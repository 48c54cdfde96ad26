use std::net::{Ipv4Addr, SocketAddr};
use std::path::{Path, PathBuf};
use std::sync::Arc;

use serde::{Deserialize, Serialize};

use botarchive_registry::{RegistryConfig, SharedSecretAuth, DEFAULT_MAX_ATTEMPTS};
use botarchive_store::{FileKvStore, InMemoryKvStore, KvStore};

use crate::error::{ServerError, ServerResult};

/// Plaintext admin password, hashed at startup. Wins over the digest.
pub const ENV_ADMIN_PASSWORD: &str = "BOTARCHIVE_ADMIN_PASSWORD";
/// Hex SHA-256 digest of the admin password.
pub const ENV_ADMIN_PASSWORD_SHA256: &str = "BOTARCHIVE_ADMIN_PASSWORD_SHA256";

/// Digest of the historical default password `admin123`.
pub const DEFAULT_ADMIN_PASSWORD_SHA256: &str =
    "240be518fabd2724ddb6f04eeb1da5967448d7e831c08c8fa822809f74c720a9";

/// What a listing returns when the backend fails.
#[derive(Clone, Copy, Debug, Default, PartialEq, Eq, Serialize, Deserialize)]
#[serde(rename_all = "lowercase")]
pub enum ReadFailurePolicy {
    /// `200 []` with the degraded header set.
    #[default]
    Degrade,
    /// `500` with an error body.
    Strict,
}

#[derive(Clone, Debug, PartialEq, Serialize, Deserialize)]
#[serde(default)]
pub struct ServerConfig {
    pub bind_addr: SocketAddr,
    /// Directory for the file-backed store; in-memory when unset.
    pub data_dir: Option<PathBuf>,
    pub approved_key: String,
    pub pending_key: String,
    pub admin_password_sha256: String,
    pub read_failure_policy: ReadFailurePolicy,
    pub max_write_attempts: u32,
}

impl Default for ServerConfig {
    fn default() -> Self {
        let registry = RegistryConfig::default();
        Self {
            bind_addr: SocketAddr::from((Ipv4Addr::LOCALHOST, 3000)),
            data_dir: None,
            approved_key: registry.approved_key,
            pending_key: registry.pending_key,
            admin_password_sha256: DEFAULT_ADMIN_PASSWORD_SHA256.into(),
            read_failure_policy: ReadFailurePolicy::default(),
            max_write_attempts: DEFAULT_MAX_ATTEMPTS,
        }
    }
}

impl ServerConfig {
    pub fn from_toml_str(s: &str) -> ServerResult<Self> {
        toml::from_str(s).map_err(|e| ServerError::Config(e.to_string()))
    }

    pub fn load(path: &Path) -> ServerResult<Self> {
        let text = std::fs::read_to_string(path)
            .map_err(|e| ServerError::Config(format!("{}: {e}", path.display())))?;
        Self::from_toml_str(&text)
    }

    /// Apply the admin password overrides from the process environment.
    pub fn with_env_overrides(self) -> Self {
        self.with_overrides_from(|key| std::env::var(key).ok())
    }

    /// Apply overrides looked up through `lookup`.
    pub fn with_overrides_from(mut self, lookup: impl Fn(&str) -> Option<String>) -> Self {
        let non_empty = |key: &str| lookup(key).filter(|v| !v.trim().is_empty());
        if let Some(password) = non_empty(ENV_ADMIN_PASSWORD) {
            self.admin_password_sha256 = SharedSecretAuth::from_password(&password).digest_hex();
        } else if let Some(digest) = non_empty(ENV_ADMIN_PASSWORD_SHA256) {
            self.admin_password_sha256 = digest.trim().to_lowercase();
        }
        self
    }

    pub fn uses_default_password(&self) -> bool {
        self.admin_password_sha256
            .eq_ignore_ascii_case(DEFAULT_ADMIN_PASSWORD_SHA256)
    }

    pub fn registry_config(&self) -> RegistryConfig {
        RegistryConfig {
            approved_key: self.approved_key.clone(),
            pending_key: self.pending_key.clone(),
            max_write_attempts: self.max_write_attempts.max(1),
        }
    }

    pub fn auth(&self) -> ServerResult<SharedSecretAuth> {
        SharedSecretAuth::from_sha256_hex(&self.admin_password_sha256)
            .map_err(|e| ServerError::Config(format!("admin_password_sha256: {e}")))
    }

    pub fn open_store(&self) -> ServerResult<Arc<dyn KvStore>> {
        match &self.data_dir {
            Some(dir) => {
                let store = FileKvStore::open(dir)?;
                tracing::info!(dir = %dir.display(), "using file store");
                Ok(Arc::new(store))
            }
            None => {
                tracing::info!("using in-memory store; data is lost on exit");
                Ok(Arc::new(InMemoryKvStore::new()))
            }
        }
    }
}
use std::fmt;
use std::str::FromStr;

use serde::{Deserialize, Serialize};

use crate::error::TypeError;

/// The fixed set of bot categories.
///
/// Serializes as the English name. The legacy French labels are accepted on
/// input so older clients and stored collections keep decoding.
#[derive(Clone, Copy, Debug, PartialEq, Eq, Hash, Serialize, Deserialize)]
pub enum Category {
    #[serde(alias = "Modération", alias = "moderation")]
    Moderation,
    #[serde(alias = "Musique", alias = "music")]
    Music,
    #[serde(alias = "Utilitaire", alias = "utility")]
    Utility,
    #[serde(alias = "Divertissement", alias = "entertainment")]
    Entertainment,
}

impl Category {
    /// All categories in display order.
    pub const ALL: [Category; 4] = [
        Self::Moderation,
        Self::Utility,
        Self::Music,
        Self::Entertainment,
    ];

    pub fn as_str(&self) -> &'static str {
        match self {
            Self::Moderation => "Moderation",
            Self::Music => "Music",
            Self::Utility => "Utility",
            Self::Entertainment => "Entertainment",
        }
    }
}

impl fmt::Display for Category {
    fn fmt(&self, f: &mut fmt::Formatter<'_>) -> fmt::Result {
        f.write_str(self.as_str())
    }
}

impl FromStr for Category {
    type Err = TypeError;

    fn from_str(s: &str) -> Result<Self, Self::Err> {
        match s.trim().to_lowercase().as_str() {
            "moderation" | "modération" => Ok(Self::Moderation),
            "music" | "musique" => Ok(Self::Music),
            "utility" | "utilitaire" => Ok(Self::Utility),
            "entertainment" | "divertissement" => Ok(Self::Entertainment),
            _ => Err(TypeError::UnknownCategory(s.to_string())),
        }
    }
}
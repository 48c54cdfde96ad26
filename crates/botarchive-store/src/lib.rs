//! Key-value storage for Bot Archive collections.
//!
//! Every collection lives under one key as a single serialized JSON array.
//! This crate provides the minimal key-value contract the rest of the
//! system consumes, two backends for it, and the blob adapter that turns
//! raw values into record sequences.
//!
//! # Storage Backends
//!
//! All backends implement the [`KvStore`] trait:
//!
//! - [`InMemoryKvStore`] -- `HashMap`-based store for tests and embedding
//! - [`FileKvStore`] -- one file per key under a data directory
//!
//! # Design Rules
//!
//! 1. The store never interprets values -- it is a pure key-value store.
//! 2. `compare_and_swap` is the only multi-step primitive; it is atomic
//!    with respect to every other call on the same store.
//! 3. Backend failures are propagated as [`StoreError`]. Absent or corrupt
//!    collection blobs are not failures: [`BlobStore`] reads them as empty.

pub mod blob;
pub mod error;
pub mod file;
pub mod memory;
pub mod traits;

pub use blob::{BlobStore, Snapshot};
pub use error::{StoreError, StoreResult};
pub use file::FileKvStore;
pub use memory::InMemoryKvStore;
pub use traits::KvStore;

──────────────────────────────

■ ACTION ITEM: Transcribe every entry exactly as it reads.

■ YOUR RESPONSE:
repository 48c54cdfde96ad26
use std::net::{Ipv4Addr, SocketAddr};
use std::path::{Path, PathBuf};
use std::sync::Arc;

use serde::{Deserialize, Serialize};

use botarchive_registry::{RegistryConfig, SharedSecretAuth, DEFAULT_MAX_ATTEMPTS};
use botarchive_store::{FileKvStore, InMemoryKvStore, KvStore};

use crate::error::{ServerError, ServerResult};

/// Plaintext admin password, hashed at startup. Wins over the digest.
pub const ENV_ADMIN_PASSWORD: &str = "BOTARCHIVE_ADMIN_PASSWORD";
/// Hex SHA-256 digest of the admin password.
pub const ENV_ADMIN_PASSWORD_SHA256: &str = "BOTARCHIVE_ADMIN_PASSWORD_SHA256";

/// Digest of the historical default password `admin123`.
pub const DEFAULT_ADMIN_PASSWORD_SHA256: &str =
    "240be518fabd2724ddb6f04eeb1da5967448d7e831c08c8fa822809f74c720a9";

/// What a listing returns when the backend fails.
#[derive(Clone, Copy, Debug, Default, PartialEq, Eq, Serialize, Deserialize)]
#[serde(rename_all = "lowercase")]
pub enum ReadFailurePolicy {
    /// `200 []` with the degraded header set.
    #[default]
    Degrade,
    /// `500` with an error body.
    Strict,
}

#[derive(Clone, Debug, PartialEq, Serialize, Deserialize)]
#[serde(default)]
pub struct ServerConfig {
    pub bind_addr: SocketAddr,
    /// Directory for the file-backed store; in-memory when unset.
    pub data_dir: Option<PathBuf>,
    pub approved_key: String,
    pub pending_key: String,
    pub admin_password_sha256: String,
    pub read_failure_policy: ReadFailurePolicy,
    pub max_write_attempts: u32,
}

impl Default for ServerConfig {
    fn default() -> Self {
        let registry = RegistryConfig::default();
        Self {
            bind_addr: SocketAddr::from((Ipv4Addr::LOCALHOST, 3000)),
            data_dir: None,
            approved_key: registry.approved_key,
            pending_key: registry.pending_key,
            admin_password_sha256: DEFAULT_ADMIN_PASSWORD_SHA256.into(),
            read_failure_policy: ReadFailurePolicy::default(),
            max_write_attempts: DEFAULT_MAX_ATTEMPTS,
        }
    }
}

impl ServerConfig {
    pub fn from_toml_str(s: &str) -> ServerResult<Self> {
        toml::from_str(s).map_err(|e| ServerError::Config(e.to_string()))
    }

    pub fn load(path: &Path) -> ServerResult<Self> {
        let text = std::fs::read_to_string(path)
            .map_err(|e| ServerError::Config(format!("{}: {e}", path.display())))?;
        Self::from_toml_str(&text)
    }

    /// Apply the admin password overrides from the process environment.
    pub fn with_env_overrides(self) -> Self {
        self.with_overrides_from(|key| std::env::var(key).ok())
    }

    /// Apply overrides looked up through `lookup`.
    pub fn with_overrides_from(mut self, lookup: impl Fn(&str) -> Option<String>) -> Self {
        let non_empty = |key: &str| lookup(key).filter(|v| !v.trim().is_empty());
        if let Some(password) = non_empty(ENV_ADMIN_PASSWORD) {
            self.admin_password_sha256 = SharedSecretAuth::from_password(&password).digest_hex();
        } else if let Some(digest) = non_empty(ENV_ADMIN_PASSWORD_SHA256) {
            self.admin_password_sha256 = digest.trim().to_lowercase();
        }
        self
    }

    pub fn uses_default_password(&self) -> bool {
        self.admin_password_sha256
            .eq_ignore_ascii_case(DEFAULT_ADMIN_PASSWORD_SHA256)
    }

    pub fn registry_config(&self) -> RegistryConfig {
        RegistryConfig {
            approved_key: self.approved_key.clone(),
            pending_key: self.pending_key.clone(),
            max_write_attempts: self.max_write_attempts.max(1),
        }
    }

    pub fn auth(&self) -> ServerResult<SharedSecretAuth> {
        SharedSecretAuth::from_sha256_hex(&self.admin_password_sha256)
            .map_err(|e| ServerError::Config(format!("admin_password_sha256: {e}")))
    }

    pub fn open_store(&self) -> ServerResult<Arc<dyn KvStore>> {
        match &self.data_dir {
            Some(dir) => {
                let store = FileKvStore::open(dir)?;
                tracing::info!(dir = %dir.display(), "using file store");
                Ok(Arc::new(store))
            }
            None => {
                tracing::info!("using in-memory store; data is lost on exit");
                Ok(Arc::new(InMemoryKvStore::new()))
            }
        }
    }
}
use std::fmt;
use std::str::FromStr;

use serde::{Deserialize, Serialize};

use crate::error::TypeError;

/// The fixed set of bot categories.
///
/// Serializes as the English name. The legacy French labels are accepted on
/// input so older clients and stored collections keep decoding.
#[derive(Clone, Copy, Debug, PartialEq, Eq, Hash, Serialize, Deserialize)]
pub enum Category {
    #[serde(alias = "Modération", alias = "moderation")]
    Moderation,
    #[serde(alias = "Musique", alias = "music")]
    Music,
    #[serde(alias = "Utilitaire", alias = "utility")]
    Utility,
    #[serde(alias = "Divertissement", alias = "entertainment")]
    Entertainment,
}

impl Category {
    /// All categories in display order.
    pub const ALL: [Category; 4] = [
        Self::Moderation,
        Self::Utility,
        Self::Music,
        Self::Entertainment,
    ];

    pub fn as_str(&self) -> &'static str {
        match self {
            Self::Moderation => "Moderation",
            Self::Music => "Music",
            Self::Utility => "Utility",
            Self::Entertainment => "Entertainment",
        }
    }
}

impl fmt::Display for Category {
    fn fmt(&self, f: &mut fmt::Formatter<'_>) -> fmt::Result {
        f.write_str(self.as_str())
    }
}

impl FromStr for Category {
    type Err = TypeError;

    fn from_str(s: &str) -> Result<Self, Self::Err> {
        match s.trim().to_lowercase().as_str() {
            "moderation" | "modération" => Ok(Self::Moderation),
            "music" | "musique" => Ok(Self::Music),
            "utility" | "utilitaire" => Ok(Self::Utility),
            "entertainment" | "divertissement" => Ok(Self::Entertainment),
            _ => Err(TypeError::UnknownCategory(s.to_string())),
        }
    }
}
repository 48c54cdfde96ad26
filename crates/botarchive-store/src/lib.rs
//! Key-value storage for Bot Archive collections.
//!
//! Every collection lives under one key as a single serialized JSON array.
//! This crate provides the minimal key-value contract the rest of the
//! system consumes, two backends for it, and the blob adapter that turns
//! raw values into record sequences.
//!
//! # Storage Backends
//!
//! All backends implement the [`KvStore`] trait:
//!
//! - [`InMemoryKvStore`] -- `HashMap`-based store for tests and embedding
//! - [`FileKvStore`] -- one file per key under a data directory
//!
//! # Design Rules
//!
//! 1. The store never interprets values -- it is a pure key-value store.
//! 2. `compare_and_swap` is the only multi-step primitive; it is atomic
//!    with respect to every other call on the same store.
//! 3. Backend failures are propagated as [`StoreError`]. Absent or corrupt
//!    collection blobs are not failures: [`BlobStore`] reads them as empty.

pub mod blob;
pub mod error;
pub mod file;
pub mod memory;
pub mod traits;

pub use blob::{BlobStore, Snapshot};
pub use error::{StoreError, StoreResult};
pub use file::FileKvStore;
pub use memory::InMemoryKvStore;
pub use traits::KvStore;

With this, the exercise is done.